We calculate the normalized variances with summarize() and across(). We use scale() to normalize the data, setting center to false. Then we pass the normalized data to var() with na-dot-rm set to true. We store the feature variances in credit_variances. We pivot the data longer to tidy it so we can call arrange() to sort by variance in descending order. We'll use the descending order of the variances to explore natural cutoffs we can use as a threshold.

5. Variance cutoff

Here we see all the feature variances in credit_variances. As we scan down the variances,

6. Variance cutoff

we can see a natural break between amount_invested_monthly and monthly_inhand_salary. However, a variance threshold of, say, zero point five would eliminate too many features. So, we keep moving down.

7. Variance cutoff

The next gap is between monthly_balance and credit_history_months. That's probably a good place for a threshold because

8. Variance cutoff

the next natural break eliminates too few features. So, a threshold of zero point one would be good.

9. Variance cutoff plot

Before we move on, notice that a plot of descending feature variances makes the natural breaks a little easier to spot. However, establishing a variance threshold by natural breaks is somewhat subjective. We'll discuss a better method later.

10. Create variance filter

First, let's say we settle on a threshold of zero point one. Then, as we've seen before, we can create a filter mask using dplyr's filter() and pull() to reduce the dimensionality.

11. The tidymodel approach

But there is a better approach. The tidymodels package provides two recipe steps to select features based on variance. To use them we define a recipe object. The first input is a formula that allows tidymodels to distinguish between target and predictor variables. The target variable is credit_score and all other variables are predictors. Then we add step_zv() to the recipe. It removes features with zero variance. We do this before normalizing the data so we don't get an error due to zero variance. Then, we use tidymodel's step_scale() to normalize all the numeric predictors. Then we add step_nzv(). nzv stands for near-zero variance. It removes features that have very few unique values and a large count discrepancy between the first and second most occurring feature values. This is different than our naive variance threshold we filtered on previously. Finally, we call prep() to train the recipe. To apply the recipe to credit_df we use bake(), passing it the recipe object and setting new_data to null to indicate we want to apply the recipe to the same data it was trained on — credit_df.
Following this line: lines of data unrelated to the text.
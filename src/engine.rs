//! Engine assembly: the JACK client lifecycle, the process handler, the
//! thread-safe control API, and ordered shutdown.
//!
//! # Lifecycle
//!
//! 1. [`MonitorEngine::new`] connects to the JACK server and registers
//!    ports; without a server there is no engine
//! 2. [`start()`](MonitorEngine::start) activates the callback, runs
//!    auto-connection, starts the metering worker and - when enabled - a
//!    recording session
//! 3. Control methods mutate shared state; the callback picks changes up on
//!    its next period
//! 4. [`stop()`](MonitorEngine::stop) tears down in order: recording
//!    writers (bounded join), metering worker, then synchronous transport
//!    deactivation

use std::mem;
use std::sync::atomic::Ordering;
use std::sync::Arc;

use crate::config::EngineConfig;
use crate::error::EngineError;
use crate::gain::linear_to_db;
use crate::meter::{ChannelLevels, MeterBank, MeterWorker};
use crate::ports;
use crate::process::{EngineStats, ProcessCore};
use crate::record::{RecordingSession, RecordingShared};
use crate::state::{Controls, EngineState, Route, RoutingMode};

/// JACK process handler: hands port buffers to the core each period.
struct Processor {
    in_ports: Vec<jack::Port<jack::AudioIn>>,
    out_ports: Vec<jack::Port<jack::AudioOut>>,
    core: ProcessCore,
}

impl jack::ProcessHandler for Processor {
    fn process(&mut self, _: &jack::Client, ps: &jack::ProcessScope) -> jack::Control {
        let frames = ps.n_frames() as usize;
        let in_ports = &self.in_ports;
        let out_ports = &mut self.out_ports;

        let ok = self.core.run_period(
            frames,
            |i, dst| dst.copy_from_slice(in_ports[i].as_slice(ps)),
            |o, src| out_ports[o].as_mut_slice(ps)[..src.len()].copy_from_slice(src),
        );

        if !ok {
            // One period of silence beats a missed deadline.
            for port in out_ports.iter_mut() {
                port.as_mut_slice(ps).fill(0.0);
            }
        }

        jack::Control::Continue
    }

    fn buffer_size(&mut self, _: &jack::Client, size: jack::Frames) -> jack::Control {
        // Runs outside the real-time context, so reallocation is fine here.
        self.core.resize_period(size as usize);
        jack::Control::Continue
    }
}

/// JACK notification handler: counts xruns for the state report.
struct Notifications {
    stats: Arc<EngineStats>,
}

impl jack::NotificationHandler for Notifications {
    fn xrun(&mut self, _: &jack::Client) -> jack::Control {
        self.stats.xruns.fetch_add(1, Ordering::Relaxed);
        jack::Control::Continue
    }
}

enum Transport {
    Idle {
        client: jack::Client,
        in_ports: Vec<jack::Port<jack::AudioIn>>,
        out_ports: Vec<jack::Port<jack::AudioOut>>,
    },
    Running(jack::AsyncClient<Notifications, Processor>),
    /// Transient while switching; sticks only after a failed activation.
    Switching,
}

/// The audio engine: JACK-driven multichannel monitoring with per-channel
/// gain/mute, simple or matrix routing, level metering, and per-channel
/// recording.
///
/// All control methods are safe to call from any thread while audio runs;
/// a change applies from the next audio period.
///
/// # Example
///
/// ```no_run
/// use monitor_audio::{EngineConfig, MonitorEngine};
///
/// # fn main() -> Result<(), monitor_audio::EngineError> {
/// let mut engine = MonitorEngine::new(EngineConfig::default())?;
/// engine.start()?;
///
/// engine.select_channel(2);
/// engine.set_gain_db(2, -6.0)?;
///
/// // ... run until shutdown ...
/// engine.stop()?;
/// # Ok(())
/// # }
/// ```
pub struct MonitorEngine {
    config: EngineConfig,
    controls: Arc<Controls>,
    meters: Arc<MeterBank>,
    recording: Arc<RecordingShared>,
    stats: Arc<EngineStats>,
    sample_rate: u32,
    period_frames: u32,
    transport: Transport,
    meter_worker: Option<MeterWorker>,
    session: Option<RecordingSession>,
}

impl MonitorEngine {
    /// Connects to the JACK server and registers the engine's ports.
    ///
    /// # Errors
    ///
    /// Returns [`EngineError::InvalidConfig`] for a bad configuration and
    /// [`EngineError::Transport`] when the server is unreachable - the
    /// engine cannot run without a transport.
    pub fn new(config: EngineConfig) -> Result<Self, EngineError> {
        config.validate()?;

        let (client, status) =
            jack::Client::new(&config.client_name, jack::ClientOptions::NO_START_SERVER)?;
        tracing::info!(
            name = %client.name(),
            ?status,
            sample_rate = client.sample_rate(),
            buffer_size = client.buffer_size(),
            "connected to JACK"
        );

        let in_ports = ports::register_input_ports(&client, config.inputs)?;
        let out_ports = ports::register_output_ports(&client, config.outputs)?;

        let sample_rate = client.sample_rate() as u32;
        let period_frames = client.buffer_size();

        let controls = Arc::new(Controls::new(
            config.inputs,
            config.outputs,
            config.initial_selection(),
        ));
        let meters = Arc::new(MeterBank::new(config.inputs));
        let recording = Arc::new(RecordingShared::new(config.inputs));
        let stats = Arc::new(EngineStats::default());

        Ok(Self {
            config,
            controls,
            meters,
            recording,
            stats,
            sample_rate,
            period_frames,
            transport: Transport::Idle {
                client,
                in_ports,
                out_ports,
            },
            meter_worker: None,
            session: None,
        })
    }

    /// Activates the audio callback and the auxiliary pipelines.
    ///
    /// # Errors
    ///
    /// Returns [`EngineError::AlreadyRunning`] when already started, a
    /// [`RecordError`](crate::RecordError) wrapped as
    /// [`EngineError::Recording`] when the session directory cannot be
    /// created, or [`EngineError::Transport`] when activation fails.
    pub fn start(&mut self) -> Result<(), EngineError> {
        let (client, in_ports, out_ports) =
            match mem::replace(&mut self.transport, Transport::Switching) {
                Transport::Idle {
                    client,
                    in_ports,
                    out_ports,
                } => (client, in_ports, out_ports),
                other => {
                    self.transport = other;
                    return Err(EngineError::AlreadyRunning);
                }
            };

        let mut producers = Vec::new();
        let mut session = None;
        if self.config.record {
            let queue_capacity =
                self.config.record_queue_periods * self.period_frames as usize;
            match RecordingSession::start(
                &self.config.recordings_dir,
                self.config.inputs,
                self.sample_rate,
                queue_capacity,
                Arc::clone(&self.recording),
            ) {
                Ok((new_session, new_producers)) => {
                    session = Some(new_session);
                    producers = new_producers;
                }
                Err(error) => {
                    self.transport = Transport::Idle {
                        client,
                        in_ports,
                        out_ports,
                    };
                    return Err(error.into());
                }
            }
        }

        let core = ProcessCore::new(
            Arc::clone(&self.controls),
            Arc::clone(&self.meters),
            Arc::clone(&self.recording),
            producers,
            Arc::clone(&self.stats),
            self.period_frames as usize,
        );
        let processor = Processor {
            in_ports,
            out_ports,
            core,
        };
        let notifications = Notifications {
            stats: Arc::clone(&self.stats),
        };

        let active = match client.activate_async(notifications, processor) {
            Ok(active) => active,
            Err(error) => {
                // The client is gone with the failed activation; stop the
                // session we just opened rather than leak its writers.
                if let Some(session) = session {
                    session.stop();
                }
                return Err(error.into());
            }
        };

        if self.config.auto_connect_capture {
            ports::auto_connect_inputs(active.as_client(), &self.config);
        }
        if self.config.auto_connect_playback {
            ports::auto_connect_outputs(active.as_client(), &self.config);
        }

        self.meter_worker = Some(MeterWorker::spawn(Arc::clone(&self.meters)));
        self.session = session;
        self.transport = Transport::Running(active);
        tracing::info!(
            inputs = self.config.inputs,
            outputs = self.config.outputs,
            recording = self.recording.is_active(),
            "engine started"
        );
        Ok(())
    }

    /// Stops the engine: recording writers first (joined with a bounded
    /// timeout), then the metering worker, then synchronous deactivation of
    /// the transport client.
    ///
    /// The recording session is terminal after this; a later `start()`
    /// creates a new one.
    ///
    /// # Errors
    ///
    /// Returns [`EngineError::NotRunning`] when not started, or a transport
    /// error from deactivation.
    pub fn stop(&mut self) -> Result<(), EngineError> {
        let active = match mem::replace(&mut self.transport, Transport::Switching) {
            Transport::Running(active) => active,
            other => {
                self.transport = other;
                return Err(EngineError::NotRunning);
            }
        };

        if let Some(session) = self.session.take() {
            session.stop();
        }
        if let Some(worker) = self.meter_worker.take() {
            worker.stop();
        }

        let (client, _notifications, processor) = active.deactivate()?;
        self.transport = Transport::Idle {
            client,
            in_ports: processor.in_ports,
            out_ports: processor.out_ports,
        };
        tracing::info!("engine stopped");
        Ok(())
    }

    /// Whether the callback is active.
    #[must_use]
    pub fn is_running(&self) -> bool {
        matches!(self.transport, Transport::Running(_))
    }

    /// Whether a recording session is accepting blocks.
    #[must_use]
    pub fn is_recording(&self) -> bool {
        self.recording.is_active()
    }

    /// Sample rate owned by the transport.
    #[must_use]
    pub fn sample_rate(&self) -> u32 {
        self.sample_rate
    }

    /// Frames per period owned by the transport.
    #[must_use]
    pub fn frames_per_period(&self) -> u32 {
        self.period_frames
    }

    // ---- control surface ----

    /// Selects the channel monitored in simple mode (0-based, clamped).
    pub fn select_channel(&self, channel: usize) {
        self.controls.select_channel(channel);
    }

    /// Clears the selection; simple mode then outputs silence.
    pub fn clear_selection(&self) {
        self.controls.clear_selection();
    }

    /// Switches between simple and matrix routing.
    pub fn set_mode(&self, mode: RoutingMode) {
        self.controls.set_mode(mode);
    }

    /// Sets an input channel's linear gain (negative values clamp to zero).
    ///
    /// # Errors
    ///
    /// Returns [`EngineError::ChannelOutOfRange`] for an invalid index.
    pub fn set_gain_linear(&self, channel: usize, gain: f32) -> Result<(), EngineError> {
        self.controls.set_gain_linear(channel, gain)
    }

    /// Sets an input channel's gain in decibels.
    ///
    /// # Errors
    ///
    /// Returns [`EngineError::ChannelOutOfRange`] for an invalid index.
    pub fn set_gain_db(&self, channel: usize, gain_db: f32) -> Result<(), EngineError> {
        self.controls.set_gain_db(channel, gain_db)
    }

    /// Mutes or unmutes an input channel. Recording still captures the raw
    /// signal of a muted channel.
    ///
    /// # Errors
    ///
    /// Returns [`EngineError::ChannelOutOfRange`] for an invalid index.
    pub fn set_mute(&self, channel: usize, mute: bool) -> Result<(), EngineError> {
        self.controls.set_mute(channel, mute)
    }

    /// Sets an output channel's gain (matrix output stage).
    ///
    /// # Errors
    ///
    /// Returns [`EngineError::ChannelOutOfRange`] for an invalid index.
    pub fn set_output_gain(&self, channel: usize, gain: f32) -> Result<(), EngineError> {
        self.controls.set_output_gain(channel, gain)
    }

    /// Mutes or unmutes an output channel (matrix output stage).
    ///
    /// # Errors
    ///
    /// Returns [`EngineError::ChannelOutOfRange`] for an invalid index.
    pub fn set_output_mute(&self, channel: usize, mute: bool) -> Result<(), EngineError> {
        self.controls.set_output_mute(channel, mute)
    }

    /// Sets or updates a route; a near-zero gain removes it.
    ///
    /// # Errors
    ///
    /// Returns [`EngineError::ChannelOutOfRange`] for an invalid index.
    pub fn set_route(&self, input: usize, output: usize, gain: f32) -> Result<(), EngineError> {
        self.controls.set_route(input, output, gain)
    }

    /// Removes a route.
    ///
    /// # Errors
    ///
    /// Returns [`EngineError::ChannelOutOfRange`] for an invalid index.
    pub fn clear_route(&self, input: usize, output: usize) -> Result<(), EngineError> {
        self.controls.clear_route(input, output)
    }

    /// Removes every route.
    pub fn clear_all_routes(&self) {
        self.controls.clear_all_routes();
    }

    /// Atomically replaces the routing table with a preset.
    ///
    /// # Errors
    ///
    /// Returns [`EngineError::ChannelOutOfRange`] for the first invalid
    /// entry, leaving the current table untouched.
    pub fn load_preset(&self, routes: &[Route]) -> Result<(), EngineError> {
        self.controls.load_preset(routes)
    }

    /// Returns the active routes.
    #[must_use]
    pub fn routes(&self) -> Vec<Route> {
        self.controls.routes()
    }

    /// Returns the smoothed per-channel levels, published at ~20 Hz.
    #[must_use]
    pub fn levels(&self) -> Vec<ChannelLevels> {
        self.meters.levels()
    }

    /// Returns the full engine state for external reporting.
    #[must_use]
    pub fn state(&self) -> EngineState {
        let settings = self.controls.settings();
        let levels = self.meters.levels();
        let gains_db = settings
            .input_gains
            .iter()
            .map(|&g| linear_to_db(g))
            .collect();

        EngineState {
            sample_rate: self.sample_rate,
            frames_per_period: self.period_frames,
            mode: settings.mode,
            selected_channel: settings.selected.map(|c| c + 1),
            gains_linear: settings.input_gains,
            gains_db,
            mutes: settings.input_mutes,
            output_gains: settings.output_gains,
            output_mutes: settings.output_mutes,
            routes: settings.routes,
            peak: levels.iter().map(|l| l.peak).collect(),
            rms: levels.iter().map(|l| l.rms).collect(),
            recording: self.recording.is_active(),
            recording_dropped_blocks: self.recording.dropped_blocks(),
            xruns: self.stats.xruns.load(Ordering::Relaxed),
            callback_errors: self.stats.callback_errors.load(Ordering::Relaxed),
        }
    }
}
12. Investigating effect of a specific step

One last note. After we've prepared a recipe, the tidy() function allows us to explore the effects of any of the steps in the recipe after it has been prepared. Here we pass it the prepared recipe object and set the number argument to the step number we want to explore — in this case, three, so we can see which features step_nzv will remove.

13. Let's practice!

Time to practice!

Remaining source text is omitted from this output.